I'm not going to get into this "good" carbs vs "bad" carbs debate, but I am going to tell you that obviously quality counts. Fruits, vegetables and whole grains provide high quality carbohydrates, filling fiber, vitamins and phytochemicals. If you get your carbohydrate fix from white flour products like such as: donuts, cookies, white or enriched breads and crackers, potato chips, French fries then you are defeating the purpose of eating a vegetarian diet to improve health. Those types of foods are processed, fried and filled with low quality carbohydrates and in some case fat and cholesterol.

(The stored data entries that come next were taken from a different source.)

//! Physical geometry of elements and faces.
//!
//! Elements own the mapping from their reference shape into physical space.
//! Faces know which elements they separate and how the reference face is seen
//! from either side, which is all that is needed for normals and for mapping
//! face quadrature points into both neighbours.

mod coords;
mod element;
mod face;
pub mod matching;
mod mesh;

pub use coords::NodeCoords;
pub use element::ElementGeometry;
pub use face::{FaceGeometry, FaceSide, FaceType};
pub use mesh::{ElementIdx, FaceHandle, FaceIdx, MeshGeometry};
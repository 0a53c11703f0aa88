/// Numerical parameters of the geometry layer.
#[derive(Debug, Clone, Copy, PartialEq)]
pub struct GeometryConfig {
  /// Absolute distance below which two physical points are considered equal
  /// when reconciling face nodes that are not shared by both elements.
  pub matching_tolerance: f64,
  /// Residual, relative to the size of the target point, at which the
  /// inverse coordinate transform stops.
  pub inverse_tolerance: f64,
  pub inverse_max_iterations: usize,
}

impl Default for GeometryConfig {
  fn default() -> Self {
    Self {
      matching_tolerance: 1e-10,
      inverse_tolerance: 1e-12,
      inverse_max_iterations: 50,
    }
  }
}

impl GeometryConfig {
  pub fn with_matching_tolerance(mut self, tolerance: f64) -> Self {
    assert!(tolerance >= 0.0, "Tolerance must be non-negative.");
    self.matching_tolerance = tolerance;
    self
  }
  pub fn with_inverse_tolerance(mut self, tolerance: f64) -> Self {
    assert!(tolerance >= 0.0, "Tolerance must be non-negative.");
    self.inverse_tolerance = tolerance;
    self
  }
  pub fn with_inverse_max_iterations(mut self, iterations: usize) -> Self {
    self.inverse_max_iterations = iterations;
    self
  }
}
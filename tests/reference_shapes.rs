use approx::assert_relative_eq;
use dgkernel::{
  combinatorics::nhypercube_faces,
  linalg::Vector,
  mapping::{CoordinateMapping, ReferenceMapping},
  shape::ReferenceShape,
  GeometryError,
};
use indexmap::IndexSet;

#[test]
fn embeddings_reproduce_parent_vertices() {
  for shape in ReferenceShape::ALL {
    for codim in 1..=shape.dim() {
      for index in 0..shape.nsubentities(codim) {
        let entity = shape.subentity(codim, index).unwrap();
        let sub = entity.shape();
        assert_eq!(sub.dim() + codim, shape.dim(), "{shape} codim {codim}");
        assert_eq!(entity.local_indices().len(), sub.nvertices());
        for (ivertex, &iparent) in entity.local_indices().iter().enumerate() {
          let mapped = entity.embedding().apply_forward(sub.vertex(ivertex));
          assert_relative_eq!(mapped, shape.vertex(iparent).into_owned(), epsilon = 1e-14);
        }
      }
    }
  }
}

#[test]
fn face_centers_lie_on_reference_boundary() {
  for shape in ReferenceShape::ALL.into_iter().filter(|s| s.dim() > 0) {
    for face in 0..shape.nfaces() {
      let embedding = shape.subentity_embedding(1, face).unwrap();
      let sub = shape.subentity_shape(1, face).unwrap();
      let center = embedding.apply_forward(sub.center().as_view());
      assert!(shape.is_internal_point(center.as_view()), "{shape} face {face}");
    }
  }
}

#[test]
fn hypercube_subentity_counts() {
  for (shape, dim) in [
    (ReferenceShape::Line, 1),
    (ReferenceShape::Square, 2),
    (ReferenceShape::Cube, 3),
    (ReferenceShape::Hypercube, 4),
  ] {
    for codim in 1..=dim {
      assert_eq!(
        shape.nsubentities(codim),
        nhypercube_faces(dim, dim - codim),
        "{shape} codim {codim}"
      );
    }
  }
}

#[test]
fn self_mappings_permute_vertices() {
  for shape in ReferenceShape::ALL {
    let n = shape.nvertices();
    for mapping in shape.self_mappings() {
      let perm = mapping.permutation();
      let mut images = perm.as_slice().to_vec();
      images.sort_unstable();
      assert_eq!(images, (0..n).collect::<Vec<_>>(), "{shape}");

      for i in 0..n {
        let mapped = mapping.transform(shape.vertex(i));
        assert_relative_eq!(mapped, shape.vertex(perm[i]).into_owned(), epsilon = 1e-13);
      }
      if shape.dim() > 0 {
        let det = mapping.map().jacobian().determinant();
        assert_relative_eq!(det.abs(), 1.0, epsilon = 1e-13);
      }
    }
  }
}

#[test]
fn self_mappings_closed_under_composition() {
  for shape in ReferenceShape::ALL {
    let table: IndexSet<_> = shape.self_mappings().map(|m| m.permutation().clone()).collect();
    assert_eq!(table.len(), shape.nself_mappings(), "{shape}");
    for a in &table {
      for b in &table {
        assert!(table.contains(&a.compose(b)), "{shape}");
      }
      assert!(table.contains(&a.inverse()), "{shape}");
    }
  }
}

#[test]
fn self_mapping_index_recovers_entries() {
  for shape in ReferenceShape::ALL {
    let ordering: Vec<usize> = (0..shape.nvertices()).map(|i| 10 * i + 3).collect();
    for (index, mapping) in shape.self_mappings().enumerate() {
      // Place every vertex at its image.
      let mut second = vec![0; ordering.len()];
      for (i, &node) in ordering.iter().enumerate() {
        second[mapping.permutation()[i]] = node;
      }
      assert_eq!(shape.self_mapping_index(&ordering, &second), Ok(index), "{shape}");
    }
  }
}

#[test]
fn codim_outside_range_is_rejected() {
  assert_eq!(
    ReferenceShape::Triangle.subentity(3, 0).map(|_| ()),
    Err(GeometryError::InvalidCodim {
      shape: ReferenceShape::Triangle,
      codim: 3
    })
  );
  assert!(ReferenceShape::Point.subentity(1, 0).is_err());
  assert_eq!(ReferenceShape::Point.nfaces(), 0);
}

#[test]
fn identity_mapping_has_unit_determinant() {
  for shape in ReferenceShape::ALL.into_iter().filter(|s| s.dim() > 0) {
    let mapping = CoordinateMapping::new(shape, shape.vertices().clone()).unwrap();
    for ivertex in 0..shape.nvertices() {
      let p = (shape.vertex(ivertex) + shape.center()) * 0.5;
      assert_relative_eq!(mapping.determinant(p.as_view()), 1.0, epsilon = 1e-12);
      assert_relative_eq!(mapping.transform(p.as_view()), p, epsilon = 1e-12);
    }
  }
}

#[test]
fn sub_entity_embedding_jacobian_shape() {
  let cube = ReferenceShape::Cube;
  let edge = cube.subentity_embedding(2, 5).unwrap();
  let jacobian = edge.jacobian();
  assert_eq!((jacobian.dim_image(), jacobian.dim_domain()), (3, 1));
  let p = Vector::from_element(1, 0.3);
  assert_relative_eq!(
    ReferenceMapping::jacobian(edge, p.as_view()).into_matrix(),
    jacobian.into_matrix()
  );
}
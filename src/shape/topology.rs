//! Static vertex and sub-entity tables of the reference shapes.
//!
//! Everything here is a pure function of the shape, so the catalog can be
//! built from it without looking itself up.

use super::ReferenceShape;
use crate::{
  combinatorics::{AlternatingPermutations, Permutation},
  linalg::{Matrix, Vector},
  Codim, Dim,
};

use itertools::Itertools as _;

const TRIANGLE_FACES: &[&[usize]] = &[&[0, 1], &[0, 2], &[1, 2]];

const TETRAHEDRON_FACES: &[&[usize]] = &[&[0, 3, 2], &[0, 1, 3], &[0, 2, 1], &[1, 2, 3]];
const TETRAHEDRON_EDGES: &[&[usize]] = &[&[0, 1], &[0, 2], &[0, 3], &[2, 3], &[1, 3], &[1, 2]];

const PRISM_FACES: &[&[usize]] = &[
  &[0, 2, 1],
  &[3, 4, 5],
  &[2, 0, 5, 3],
  &[0, 1, 3, 4],
  &[1, 2, 4, 5],
];
const PRISM_EDGES: &[&[usize]] = &[
  &[0, 1],
  &[0, 2],
  &[1, 2],
  &[3, 4],
  &[3, 5],
  &[4, 5],
  &[0, 3],
  &[1, 4],
  &[2, 5],
];

const PYRAMID_FACES: &[&[usize]] = &[&[3, 4, 1, 2], &[3, 1, 0], &[2, 4, 0], &[1, 2, 0], &[4, 3, 0]];
const PYRAMID_EDGES: &[&[usize]] = &[
  &[0, 1],
  &[0, 2],
  &[0, 3],
  &[0, 4],
  &[1, 2],
  &[1, 3],
  &[2, 4],
  &[3, 4],
];

/// Vertices, one per column.
pub(super) fn reference_vertices(shape: ReferenceShape) -> Matrix {
  use ReferenceShape as S;
  let dim = shape.dim();
  let n = shape.nvertices();
  match shape {
    S::Point => Matrix::zeros(0, 1),
    S::Triangle | S::Tetrahedron => {
      let mut m = Matrix::zeros(dim, n);
      for a in 0..dim {
        m[(a, a + 1)] = 1.0;
      }
      m
    }
    S::Line | S::Square | S::Cube | S::Hypercube => {
      Matrix::from_fn(dim, n, |a, v| if v >> a & 1 == 1 { 1.0 } else { -1.0 })
    }
    S::TriangularPrism => Matrix::from_column_slice(
      3,
      6,
      &[
        0.0, 0.0, -1.0, //
        1.0, 0.0, -1.0, //
        0.0, 1.0, -1.0, //
        0.0, 0.0, 1.0, //
        1.0, 0.0, 1.0, //
        0.0, 1.0, 1.0,
      ],
    ),
    S::Pyramid => Matrix::from_column_slice(
      3,
      5,
      &[
        0.0, 0.0, 1.0, //
        -1.0, -1.0, 0.0, //
        1.0, -1.0, 0.0, //
        -1.0, 1.0, 0.0, //
        1.0, 1.0, 0.0,
      ],
    ),
  }
}

/// Centroid of the reference domain.
pub(super) fn reference_center(shape: ReferenceShape) -> Vector {
  match shape {
    ReferenceShape::Pyramid => Vector::from_column_slice(&[0.0, 0.0, 0.25]),
    _ => reference_vertices(shape).column_mean(),
  }
}

/// `dim + 1` vertices that determine an affine map of the shape.
pub(super) fn affine_frame(shape: ReferenceShape) -> &'static [usize] {
  use ReferenceShape as S;
  match shape {
    S::Point => &[0],
    S::Line => &[0, 1],
    S::Triangle => &[0, 1, 2],
    S::Tetrahedron => &[0, 1, 2, 3],
    S::Square => &[0, 1, 2],
    S::Cube => &[0, 1, 2, 4],
    S::Hypercube => &[0, 1, 2, 4, 8],
    S::TriangularPrism => &[0, 1, 2, 3],
    S::Pyramid => &[1, 2, 3, 0],
  }
}

/// Local vertex lists of all sub-entities of codimension `codim`.
///
/// `codim` must lie in `1..=shape.dim()`.
pub(super) fn subentity_vertices(shape: ReferenceShape, codim: Codim) -> Vec<Vec<usize>> {
  use ReferenceShape as S;
  let dim = shape.dim();
  debug_assert!((1..=dim).contains(&codim));
  if codim == dim {
    return (0..shape.nvertices()).map(|v| vec![v]).collect();
  }
  let table = match (shape, codim) {
    (S::Line | S::Square | S::Cube | S::Hypercube, _) => return tensor_subentities(dim, codim),
    (S::Triangle, 1) => TRIANGLE_FACES,
    (S::Tetrahedron, 1) => TETRAHEDRON_FACES,
    (S::Tetrahedron, 2) => TETRAHEDRON_EDGES,
    (S::TriangularPrism, 1) => PRISM_FACES,
    (S::TriangularPrism, 2) => PRISM_EDGES,
    (S::Pyramid, 1) => PYRAMID_FACES,
    (S::Pyramid, 2) => PYRAMID_EDGES,
    _ => unreachable!("{shape} has no sub-entities of codimension {codim}"),
  };
  table.iter().map(|e| e.to_vec()).collect()
}

/// Vertex of a tensor shape with coordinate bits `free[j] = bit j of local`
/// and `fixed[j] = bit j of assignment`.
fn tensor_entity(free: &[Dim], fixed: &[Dim], assignment: usize) -> Vec<usize> {
  let fixed_part = fixed
    .iter()
    .enumerate()
    .fold(0, |v, (j, &axis)| v | (assignment >> j & 1) << axis);
  (0..1usize << free.len())
    .map(|local| {
      free
        .iter()
        .enumerate()
        .fold(fixed_part, |v, (j, &axis)| v | (local >> j & 1) << axis)
    })
    .collect()
}

/// Faces are the lower faces for the axes `dim-1` down to `0`, followed by
/// the upper faces for the axes `0` up to `dim-1`.
/// Lower dimensional entities are grouped by their free axes and then by the
/// binary value of their fixed axes.
fn tensor_subentities(dim: Dim, codim: Codim) -> Vec<Vec<usize>> {
  if codim == 1 {
    let face = |axis: Dim, side: usize| {
      let free: Vec<_> = (0..dim).filter(|&a| a != axis).collect();
      tensor_entity(&free, &[axis], side)
    };
    let lower = (0..dim).rev().map(|axis| face(axis, 0));
    let upper = (0..dim).map(|axis| face(axis, 1));
    return lower.chain(upper).collect();
  }

  (0..dim)
    .combinations(dim - codim)
    .flat_map(|free| {
      let fixed: Vec<_> = (0..dim).filter(|a| !free.contains(a)).collect();
      (0..1usize << fixed.len())
        .map(|assignment| tensor_entity(&free, &fixed, assignment))
        .collect::<Vec<_>>()
    })
    .collect()
}

/// All vertex permutations realized by symmetries of the shape, identity first.
pub(super) fn self_mapping_permutations(shape: ReferenceShape) -> Vec<Permutation> {
  use ReferenceShape as S;
  match shape {
    S::Point => vec![Permutation::identity(1)],
    S::Triangle | S::Tetrahedron => simplex_symmetries(shape.nvertices()),
    S::Line | S::Square | S::Cube | S::Hypercube => tensor_symmetries(shape.dim()),
    S::TriangularPrism => simplex_symmetries(3)
      .into_iter()
      .flat_map(|triangle| {
        [false, true].map(|flip| {
          let images = (0..6)
            .map(|v| {
              let layer = usize::from((v >= 3) != flip);
              3 * layer + triangle[v % 3]
            })
            .collect();
          Permutation::try_new(images)
        })
      })
      .flatten()
      .collect(),
    S::Pyramid => tensor_symmetries(2)
      .into_iter()
      .filter_map(|base| {
        let images = std::iter::once(0)
          .chain(base.as_slice().iter().map(|&v| v + 1))
          .collect();
        Permutation::try_new(images)
      })
      .collect(),
  }
}

fn simplex_symmetries(nvertices: usize) -> Vec<Permutation> {
  AlternatingPermutations::new((0..nvertices).collect())
    .filter_map(Permutation::try_new)
    .collect()
}

/// Axis permutations combined with axis reflections.
fn tensor_symmetries(dim: Dim) -> Vec<Permutation> {
  (0..dim)
    .permutations(dim)
    .flat_map(|axes| {
      (0..1usize << dim)
        .filter_map(|flips| {
          let images = (0..1usize << dim)
            .map(|v| {
              (0..dim).fold(0, |w, a| w | ((v >> a & 1) ^ (flips >> a & 1)) << axes[a])
            })
            .collect();
          Permutation::try_new(images)
        })
        .collect::<Vec<_>>()
    })
    .collect()
}

#[cfg(test)]
mod test {
  use super::*;

  #[test]
  fn cube_tables() {
    let faces = subentity_vertices(ReferenceShape::Cube, 1);
    let expected: [&[usize]; 6] = [
      &[0, 1, 2, 3],
      &[0, 1, 4, 5],
      &[0, 2, 4, 6],
      &[1, 3, 5, 7],
      &[2, 3, 6, 7],
      &[4, 5, 6, 7],
    ];
    assert_eq!(faces, expected);

    let edges = subentity_vertices(ReferenceShape::Cube, 2);
    let expected: [&[usize]; 12] = [
      &[0, 1],
      &[2, 3],
      &[4, 5],
      &[6, 7],
      &[0, 2],
      &[1, 3],
      &[4, 6],
      &[5, 7],
      &[0, 4],
      &[1, 5],
      &[2, 6],
      &[3, 7],
    ];
    assert_eq!(edges, expected);
  }

  #[test]
  fn square_and_line_tables() {
    let faces = subentity_vertices(ReferenceShape::Square, 1);
    let expected: [&[usize]; 4] = [&[0, 1], &[0, 2], &[1, 3], &[2, 3]];
    assert_eq!(faces, expected);
    let points = subentity_vertices(ReferenceShape::Line, 1);
    let expected: [&[usize]; 2] = [&[0], &[1]];
    assert_eq!(points, expected);
  }

  #[test]
  fn hypercube_faces() {
    let faces = subentity_vertices(ReferenceShape::Hypercube, 1);
    assert_eq!(faces[0], (0..8).collect::<Vec<_>>());
    assert_eq!(faces[1], [0, 1, 2, 3, 8, 9, 10, 11]);
    assert_eq!(faces[2], [0, 1, 4, 5, 8, 9, 12, 13]);
    assert_eq!(faces[3], [0, 2, 4, 6, 8, 10, 12, 14]);
    assert_eq!(faces[4], [1, 3, 5, 7, 9, 11, 13, 15]);
    assert_eq!(faces[5], [2, 3, 6, 7, 10, 11, 14, 15]);
    assert_eq!(faces[6], [4, 5, 6, 7, 12, 13, 14, 15]);
    assert_eq!(faces[7], (8..16).collect::<Vec<_>>());
  }

  #[test]
  fn line_symmetries() {
    let perms = self_mapping_permutations(ReferenceShape::Line);
    assert_eq!(perms.len(), 2);
    assert!(perms[0].is_identity());
    assert_eq!(perms[1].as_slice(), &[1, 0]);
  }

  #[test]
  fn pyramid_fixes_apex() {
    let perms = self_mapping_permutations(ReferenceShape::Pyramid);
    assert_eq!(perms.len(), 8);
    assert!(perms.iter().all(|p| p[0] == 0));
  }
}
use super::NodeCoords;
use crate::{
  config::GeometryConfig,
  error::{GeometryError, Result},
  jacobian::Jacobian,
  linalg::{Vector, VectorView},
  mapping::CoordinateMapping,
  shape::ReferenceShape,
  NodeIdx,
};

use once_cell::sync::OnceCell;
use std::sync::Arc;

/// Geometric half of a mesh element.
///
/// The node order defines which reference vertex corresponds to which
/// global node. The coordinate mapping is built on first use.
#[derive(Debug, Clone)]
pub struct ElementGeometry {
  shape: ReferenceShape,
  nodes: Vec<NodeIdx>,
  coords: Arc<NodeCoords>,
  mapping: OnceCell<CoordinateMapping>,
}

impl ElementGeometry {
  /// Shape detected from the number of nodes and the coordinate dimension.
  pub fn new(nodes: Vec<NodeIdx>, coords: Arc<NodeCoords>) -> Result<Self> {
    let shape = ReferenceShape::from_vertex_count(coords.dim(), nodes.len())?;
    Self::with_shape(shape, nodes, coords)
  }

  /// Lower dimensional shapes may be embedded in a higher dimensional space.
  pub fn with_shape(shape: ReferenceShape, nodes: Vec<NodeIdx>, coords: Arc<NodeCoords>) -> Result<Self> {
    if nodes.len() != shape.nvertices() {
      return Err(GeometryError::WrongVertexCount {
        shape,
        expected: shape.nvertices(),
        found: nodes.len(),
      });
    }
    if coords.dim() < shape.dim() {
      return Err(GeometryError::CoordinateDimension {
        shape,
        required: shape.dim(),
        found: coords.dim(),
      });
    }
    for (i, &node) in nodes.iter().enumerate() {
      coords.check_node(node)?;
      if nodes[..i].contains(&node) {
        return Err(GeometryError::DuplicateNode {
          node,
          nodes: nodes.clone(),
        });
      }
    }
    Ok(Self {
      shape,
      nodes,
      coords,
      mapping: OnceCell::new(),
    })
  }

  pub fn reference_shape(&self) -> ReferenceShape {
    self.shape
  }
  pub fn nodes(&self) -> &[NodeIdx] {
    &self.nodes
  }
  pub fn nnodes(&self) -> usize {
    self.nodes.len()
  }
  pub fn coords(&self) -> &Arc<NodeCoords> {
    &self.coords
  }
  pub fn node_coord(&self, ilocal: usize) -> VectorView<'_> {
    self.coords.coord(self.nodes[ilocal])
  }

  pub fn mapping(&self) -> &CoordinateMapping {
    self.mapping.get_or_init(|| {
      // nodes and shape were validated on construction
      let nodes = self.coords.matrix().select_columns(&self.nodes);
      CoordinateMapping::new(self.shape, nodes)
        .unwrap_or_else(|err| unreachable!("validated element has invalid mapping: {err}"))
    })
  }

  pub fn reference_to_physical(&self, p: VectorView) -> Vector {
    self.mapping().transform(p)
  }
  pub fn jacobian(&self, p: VectorView) -> Jacobian {
    self.mapping().jacobian(p)
  }
  /// Signed, may vanish for degenerate cells.
  pub fn determinant(&self, p: VectorView) -> f64 {
    self.mapping().determinant(p)
  }

  /// Determinant of a cell that must be non-degenerate and positively
  /// oriented.
  pub fn checked_determinant(&self, p: VectorView) -> Result<f64> {
    let det = self.determinant(p);
    if det > 0.0 {
      Ok(det)
    } else {
      Err(self.invalid_jacobian(det))
    }
  }

  pub(crate) fn invalid_jacobian(&self, det: f64) -> GeometryError {
    GeometryError::InvalidJacobian {
      shape: self.shape,
      nodes: self.nodes.clone(),
      det,
    }
  }

  pub fn physical_to_reference(&self, x: VectorView, config: &GeometryConfig) -> Result<Vector> {
    self.mapping().inverse_transform(x, config)
  }

  /// Physical centroid of the reference center.
  pub fn center(&self) -> Vector {
    self.reference_to_physical(self.shape.center().as_view())
  }

  pub fn nfaces(&self) -> usize {
    self.shape.nfaces()
  }

  /// Global nodes of local face `face`, ordered like the vertices of the
  /// reference face.
  pub fn face_nodes(&self, face: usize) -> Result<Vec<NodeIdx>> {
    let local = self.shape.subentity_local_indices(1, face)?;
    Ok(local.iter().map(|&i| self.nodes[i]).collect())
  }
}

Eating a clean vegetarian diet provides endless variety and many health benefits such as:

1. Low cholesterol and low-fat protein sources.

2. Vitamins C and E, folate, magnesium and fiber.

3. More phytochemicals due to eating more plant foods.

4. Decreases risk of high cholesterol, heart disease, hypertension, some cancers and type 2

diabetes.

5. Can help you lose weight.

6. Improve your energy.

7. Healthier skin.

And the list goes on and on!

I know going from consuming meat to a vegetarian life style can be difficult, no one is saying to make a radical change. How about having just one vegetarian day a week for starters? Then once you begin to see how easy and tasty vegetarianism really is how about adding a few more vegetarian days to the week. At the very least, you may want to try to add more clean fruits, vegetables, nuts and whole grains to you diet and decrease the amount of meat eaten at each meal.

Give it a try; you just may be surprised at how delicious a vegetarian diet can be. Don't focus on what you can't have, focus on all the delicious foods you can enjoy. Chances are that if you have high cholesterol, your physician may have already suggested moving to a more vegetarian eating plan.

Listen to your doctor, follow through and happy eating.